RECORDS TO PROCESS
· · · · ·
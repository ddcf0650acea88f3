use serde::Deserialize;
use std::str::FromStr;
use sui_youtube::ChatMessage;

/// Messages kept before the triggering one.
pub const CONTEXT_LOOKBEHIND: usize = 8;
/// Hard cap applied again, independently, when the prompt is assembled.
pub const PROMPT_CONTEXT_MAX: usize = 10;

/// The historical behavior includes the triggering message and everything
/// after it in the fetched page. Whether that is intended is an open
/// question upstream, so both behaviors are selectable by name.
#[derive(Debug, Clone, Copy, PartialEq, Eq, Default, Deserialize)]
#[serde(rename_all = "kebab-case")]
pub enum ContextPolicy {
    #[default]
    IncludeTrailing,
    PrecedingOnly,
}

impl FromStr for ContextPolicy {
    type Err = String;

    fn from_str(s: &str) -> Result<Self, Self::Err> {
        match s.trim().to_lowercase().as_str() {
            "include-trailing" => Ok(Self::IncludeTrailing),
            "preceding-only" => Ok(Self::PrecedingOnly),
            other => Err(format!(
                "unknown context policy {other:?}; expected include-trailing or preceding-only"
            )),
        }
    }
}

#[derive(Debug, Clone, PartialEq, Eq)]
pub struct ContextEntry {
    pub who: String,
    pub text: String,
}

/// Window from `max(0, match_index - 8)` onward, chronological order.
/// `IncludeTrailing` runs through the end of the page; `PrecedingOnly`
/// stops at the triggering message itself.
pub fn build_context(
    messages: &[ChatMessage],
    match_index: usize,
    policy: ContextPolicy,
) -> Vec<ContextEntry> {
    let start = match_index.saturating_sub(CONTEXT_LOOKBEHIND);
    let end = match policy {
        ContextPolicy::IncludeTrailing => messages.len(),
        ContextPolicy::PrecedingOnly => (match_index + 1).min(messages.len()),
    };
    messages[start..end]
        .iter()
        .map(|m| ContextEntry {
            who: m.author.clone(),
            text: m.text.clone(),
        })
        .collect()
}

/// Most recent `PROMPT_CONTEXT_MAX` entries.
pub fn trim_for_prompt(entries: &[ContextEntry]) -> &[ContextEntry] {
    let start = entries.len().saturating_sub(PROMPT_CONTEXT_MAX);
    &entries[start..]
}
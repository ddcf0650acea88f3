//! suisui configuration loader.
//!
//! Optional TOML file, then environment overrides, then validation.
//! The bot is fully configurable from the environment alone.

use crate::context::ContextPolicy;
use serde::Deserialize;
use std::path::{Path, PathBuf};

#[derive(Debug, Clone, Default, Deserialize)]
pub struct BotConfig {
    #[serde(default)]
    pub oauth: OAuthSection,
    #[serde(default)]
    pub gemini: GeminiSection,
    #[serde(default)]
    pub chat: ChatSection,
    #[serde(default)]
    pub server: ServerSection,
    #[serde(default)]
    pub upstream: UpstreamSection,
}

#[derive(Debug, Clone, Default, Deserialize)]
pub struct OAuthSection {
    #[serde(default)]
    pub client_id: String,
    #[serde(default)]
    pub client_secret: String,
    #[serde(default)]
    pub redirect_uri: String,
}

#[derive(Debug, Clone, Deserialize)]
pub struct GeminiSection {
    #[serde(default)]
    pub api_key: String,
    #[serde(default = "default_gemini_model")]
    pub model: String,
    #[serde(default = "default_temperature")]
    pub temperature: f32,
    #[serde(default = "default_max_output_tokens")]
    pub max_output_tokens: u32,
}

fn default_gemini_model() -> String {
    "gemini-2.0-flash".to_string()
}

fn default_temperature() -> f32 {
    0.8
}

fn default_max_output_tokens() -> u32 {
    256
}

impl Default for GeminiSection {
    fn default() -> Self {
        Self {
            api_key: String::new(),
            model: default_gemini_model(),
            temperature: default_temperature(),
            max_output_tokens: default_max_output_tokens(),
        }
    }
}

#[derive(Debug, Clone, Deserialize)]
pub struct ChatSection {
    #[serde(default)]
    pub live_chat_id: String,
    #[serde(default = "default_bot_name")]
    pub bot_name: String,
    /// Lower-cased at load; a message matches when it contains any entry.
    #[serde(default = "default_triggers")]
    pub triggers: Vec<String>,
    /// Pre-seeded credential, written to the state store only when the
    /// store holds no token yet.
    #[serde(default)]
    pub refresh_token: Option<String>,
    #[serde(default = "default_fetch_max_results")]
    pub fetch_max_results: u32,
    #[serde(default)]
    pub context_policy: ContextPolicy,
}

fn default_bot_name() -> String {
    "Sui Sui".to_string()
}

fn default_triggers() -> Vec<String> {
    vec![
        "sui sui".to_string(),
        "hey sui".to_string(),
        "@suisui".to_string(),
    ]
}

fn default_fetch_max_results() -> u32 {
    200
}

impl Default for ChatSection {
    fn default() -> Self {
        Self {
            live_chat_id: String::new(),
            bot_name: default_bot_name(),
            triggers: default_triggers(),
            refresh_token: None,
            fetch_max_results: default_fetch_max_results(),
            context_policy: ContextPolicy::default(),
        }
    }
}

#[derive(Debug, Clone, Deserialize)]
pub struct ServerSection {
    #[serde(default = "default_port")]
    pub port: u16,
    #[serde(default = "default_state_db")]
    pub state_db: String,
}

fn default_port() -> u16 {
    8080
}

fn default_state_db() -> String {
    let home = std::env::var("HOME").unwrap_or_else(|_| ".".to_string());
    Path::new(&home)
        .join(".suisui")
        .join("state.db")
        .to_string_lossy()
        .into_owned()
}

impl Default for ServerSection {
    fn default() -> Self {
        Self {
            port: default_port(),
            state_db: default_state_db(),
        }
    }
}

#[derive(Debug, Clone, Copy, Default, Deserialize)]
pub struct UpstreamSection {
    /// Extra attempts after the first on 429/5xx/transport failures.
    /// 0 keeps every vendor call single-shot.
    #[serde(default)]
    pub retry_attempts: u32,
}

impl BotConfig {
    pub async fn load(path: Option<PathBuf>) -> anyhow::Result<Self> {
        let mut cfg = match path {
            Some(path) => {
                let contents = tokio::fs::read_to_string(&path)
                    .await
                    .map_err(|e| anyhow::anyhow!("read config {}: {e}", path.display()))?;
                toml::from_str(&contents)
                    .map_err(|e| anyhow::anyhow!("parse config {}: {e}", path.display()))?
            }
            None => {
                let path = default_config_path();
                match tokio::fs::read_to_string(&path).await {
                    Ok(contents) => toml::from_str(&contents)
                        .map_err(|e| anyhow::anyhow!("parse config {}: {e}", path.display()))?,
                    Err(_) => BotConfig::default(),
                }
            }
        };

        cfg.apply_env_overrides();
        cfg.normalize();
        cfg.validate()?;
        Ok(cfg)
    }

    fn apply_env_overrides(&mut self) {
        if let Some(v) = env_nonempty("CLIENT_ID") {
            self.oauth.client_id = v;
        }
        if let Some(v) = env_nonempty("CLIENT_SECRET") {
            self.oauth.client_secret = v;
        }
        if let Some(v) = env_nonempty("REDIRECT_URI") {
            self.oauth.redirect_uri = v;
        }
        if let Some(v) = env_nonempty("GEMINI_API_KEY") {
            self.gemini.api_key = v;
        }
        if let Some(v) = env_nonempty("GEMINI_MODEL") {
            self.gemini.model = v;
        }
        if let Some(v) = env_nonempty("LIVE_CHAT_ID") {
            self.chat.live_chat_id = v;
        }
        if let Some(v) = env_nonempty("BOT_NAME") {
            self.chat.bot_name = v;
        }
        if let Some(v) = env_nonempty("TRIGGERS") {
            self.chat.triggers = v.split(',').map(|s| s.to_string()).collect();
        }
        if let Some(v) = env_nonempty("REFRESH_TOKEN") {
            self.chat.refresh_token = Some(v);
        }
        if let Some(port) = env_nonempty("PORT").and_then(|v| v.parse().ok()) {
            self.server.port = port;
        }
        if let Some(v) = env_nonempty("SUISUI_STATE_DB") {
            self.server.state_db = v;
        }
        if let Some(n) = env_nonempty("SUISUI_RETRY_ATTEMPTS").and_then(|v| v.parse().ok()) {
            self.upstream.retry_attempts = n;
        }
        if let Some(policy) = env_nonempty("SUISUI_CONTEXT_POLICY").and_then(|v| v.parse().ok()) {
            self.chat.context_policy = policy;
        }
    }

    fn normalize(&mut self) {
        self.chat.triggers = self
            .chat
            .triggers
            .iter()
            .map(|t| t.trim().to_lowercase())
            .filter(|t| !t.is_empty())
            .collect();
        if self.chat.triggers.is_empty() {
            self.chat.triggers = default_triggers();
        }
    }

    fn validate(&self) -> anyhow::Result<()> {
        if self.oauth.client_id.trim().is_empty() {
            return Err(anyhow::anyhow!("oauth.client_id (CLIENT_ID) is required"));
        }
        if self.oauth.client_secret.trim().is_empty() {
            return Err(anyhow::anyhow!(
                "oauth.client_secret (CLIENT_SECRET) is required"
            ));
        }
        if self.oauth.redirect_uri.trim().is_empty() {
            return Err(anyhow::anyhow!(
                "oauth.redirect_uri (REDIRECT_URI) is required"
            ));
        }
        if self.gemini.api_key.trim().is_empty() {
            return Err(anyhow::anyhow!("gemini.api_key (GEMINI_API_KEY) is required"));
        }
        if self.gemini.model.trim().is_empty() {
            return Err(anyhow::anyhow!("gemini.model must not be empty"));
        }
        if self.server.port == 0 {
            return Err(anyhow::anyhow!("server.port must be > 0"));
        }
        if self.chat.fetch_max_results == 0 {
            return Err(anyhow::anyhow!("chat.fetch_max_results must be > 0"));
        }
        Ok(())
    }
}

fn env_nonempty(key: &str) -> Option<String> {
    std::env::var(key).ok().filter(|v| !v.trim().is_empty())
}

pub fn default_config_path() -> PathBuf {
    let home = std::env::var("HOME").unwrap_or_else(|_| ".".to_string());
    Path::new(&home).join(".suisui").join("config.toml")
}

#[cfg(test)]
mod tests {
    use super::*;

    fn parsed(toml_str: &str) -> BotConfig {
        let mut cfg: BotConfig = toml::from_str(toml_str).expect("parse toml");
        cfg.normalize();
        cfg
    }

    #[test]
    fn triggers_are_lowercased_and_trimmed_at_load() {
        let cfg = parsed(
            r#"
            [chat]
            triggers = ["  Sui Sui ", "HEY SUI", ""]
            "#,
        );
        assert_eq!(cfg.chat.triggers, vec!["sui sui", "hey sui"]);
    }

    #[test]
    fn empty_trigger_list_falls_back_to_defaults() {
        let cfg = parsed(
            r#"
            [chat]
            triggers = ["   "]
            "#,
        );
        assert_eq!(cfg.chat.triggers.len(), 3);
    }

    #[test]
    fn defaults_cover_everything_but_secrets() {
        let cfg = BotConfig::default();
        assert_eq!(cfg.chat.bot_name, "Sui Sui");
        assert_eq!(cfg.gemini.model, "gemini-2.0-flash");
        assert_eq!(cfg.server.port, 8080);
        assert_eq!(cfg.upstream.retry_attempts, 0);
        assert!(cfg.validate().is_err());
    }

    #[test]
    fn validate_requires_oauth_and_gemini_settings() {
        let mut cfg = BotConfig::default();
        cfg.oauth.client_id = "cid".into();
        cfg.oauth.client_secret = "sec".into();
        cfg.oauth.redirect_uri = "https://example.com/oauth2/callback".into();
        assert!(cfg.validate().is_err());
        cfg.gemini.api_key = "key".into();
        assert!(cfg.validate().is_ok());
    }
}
· · · · ·
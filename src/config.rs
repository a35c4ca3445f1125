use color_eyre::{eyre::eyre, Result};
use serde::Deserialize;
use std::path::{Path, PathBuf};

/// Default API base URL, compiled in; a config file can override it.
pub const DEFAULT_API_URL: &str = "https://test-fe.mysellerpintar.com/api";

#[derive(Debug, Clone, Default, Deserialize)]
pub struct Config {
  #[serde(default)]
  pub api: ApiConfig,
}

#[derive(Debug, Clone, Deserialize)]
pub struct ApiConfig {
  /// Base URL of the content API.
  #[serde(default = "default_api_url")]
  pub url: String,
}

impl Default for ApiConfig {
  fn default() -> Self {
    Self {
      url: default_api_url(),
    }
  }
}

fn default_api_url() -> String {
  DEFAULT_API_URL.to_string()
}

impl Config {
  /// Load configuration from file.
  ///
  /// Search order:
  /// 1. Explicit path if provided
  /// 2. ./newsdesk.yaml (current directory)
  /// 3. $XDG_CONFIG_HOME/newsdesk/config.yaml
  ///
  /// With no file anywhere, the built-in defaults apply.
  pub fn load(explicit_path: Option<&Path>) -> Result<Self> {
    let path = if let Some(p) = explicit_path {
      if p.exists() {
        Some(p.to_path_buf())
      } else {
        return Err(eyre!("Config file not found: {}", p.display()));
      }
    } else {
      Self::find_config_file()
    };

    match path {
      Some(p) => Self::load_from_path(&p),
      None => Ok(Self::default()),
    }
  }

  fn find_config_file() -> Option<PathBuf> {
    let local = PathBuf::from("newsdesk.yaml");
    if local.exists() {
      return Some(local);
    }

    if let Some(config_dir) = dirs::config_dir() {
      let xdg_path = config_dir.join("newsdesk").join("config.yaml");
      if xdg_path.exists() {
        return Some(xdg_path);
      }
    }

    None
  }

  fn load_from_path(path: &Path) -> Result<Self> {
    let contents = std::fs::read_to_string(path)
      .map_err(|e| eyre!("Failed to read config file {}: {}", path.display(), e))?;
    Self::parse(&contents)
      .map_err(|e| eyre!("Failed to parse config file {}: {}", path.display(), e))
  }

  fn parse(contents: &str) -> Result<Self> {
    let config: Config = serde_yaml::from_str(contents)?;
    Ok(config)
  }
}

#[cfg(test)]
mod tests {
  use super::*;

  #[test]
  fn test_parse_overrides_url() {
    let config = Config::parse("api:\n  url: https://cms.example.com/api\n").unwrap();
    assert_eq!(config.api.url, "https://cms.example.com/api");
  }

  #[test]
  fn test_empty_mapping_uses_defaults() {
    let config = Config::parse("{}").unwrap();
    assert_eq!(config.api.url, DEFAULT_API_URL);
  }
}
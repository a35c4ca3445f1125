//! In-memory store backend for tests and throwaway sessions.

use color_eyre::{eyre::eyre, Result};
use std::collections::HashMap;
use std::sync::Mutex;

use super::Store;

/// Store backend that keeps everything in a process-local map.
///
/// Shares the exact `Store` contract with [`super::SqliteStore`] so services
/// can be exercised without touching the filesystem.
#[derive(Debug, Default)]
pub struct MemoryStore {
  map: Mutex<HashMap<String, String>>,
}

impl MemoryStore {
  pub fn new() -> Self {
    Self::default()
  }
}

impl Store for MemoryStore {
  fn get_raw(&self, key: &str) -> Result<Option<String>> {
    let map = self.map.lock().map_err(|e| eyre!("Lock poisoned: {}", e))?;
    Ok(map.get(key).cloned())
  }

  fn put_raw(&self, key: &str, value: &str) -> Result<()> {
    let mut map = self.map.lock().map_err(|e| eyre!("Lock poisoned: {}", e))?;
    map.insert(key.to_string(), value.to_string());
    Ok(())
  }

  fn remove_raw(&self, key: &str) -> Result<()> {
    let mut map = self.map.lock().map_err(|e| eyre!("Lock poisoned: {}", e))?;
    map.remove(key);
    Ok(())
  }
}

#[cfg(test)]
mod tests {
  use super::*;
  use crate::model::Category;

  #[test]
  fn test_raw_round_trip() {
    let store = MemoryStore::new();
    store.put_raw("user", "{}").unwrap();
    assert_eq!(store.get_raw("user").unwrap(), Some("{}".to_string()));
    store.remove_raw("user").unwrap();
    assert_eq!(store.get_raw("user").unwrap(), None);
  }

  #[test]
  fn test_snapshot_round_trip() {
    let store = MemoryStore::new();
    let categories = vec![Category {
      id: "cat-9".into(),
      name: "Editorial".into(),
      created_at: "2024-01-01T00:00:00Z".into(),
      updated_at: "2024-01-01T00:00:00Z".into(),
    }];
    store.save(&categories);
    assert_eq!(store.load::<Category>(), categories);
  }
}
· · · · ·
EXERCISE AIM
Find the string "categories" in the material above, and report every line where it occurs.

ANSWER AREA
    let categories = vec![Category {
    store.save(&categories);
    assert_eq!(store.load::<Category>(), categories);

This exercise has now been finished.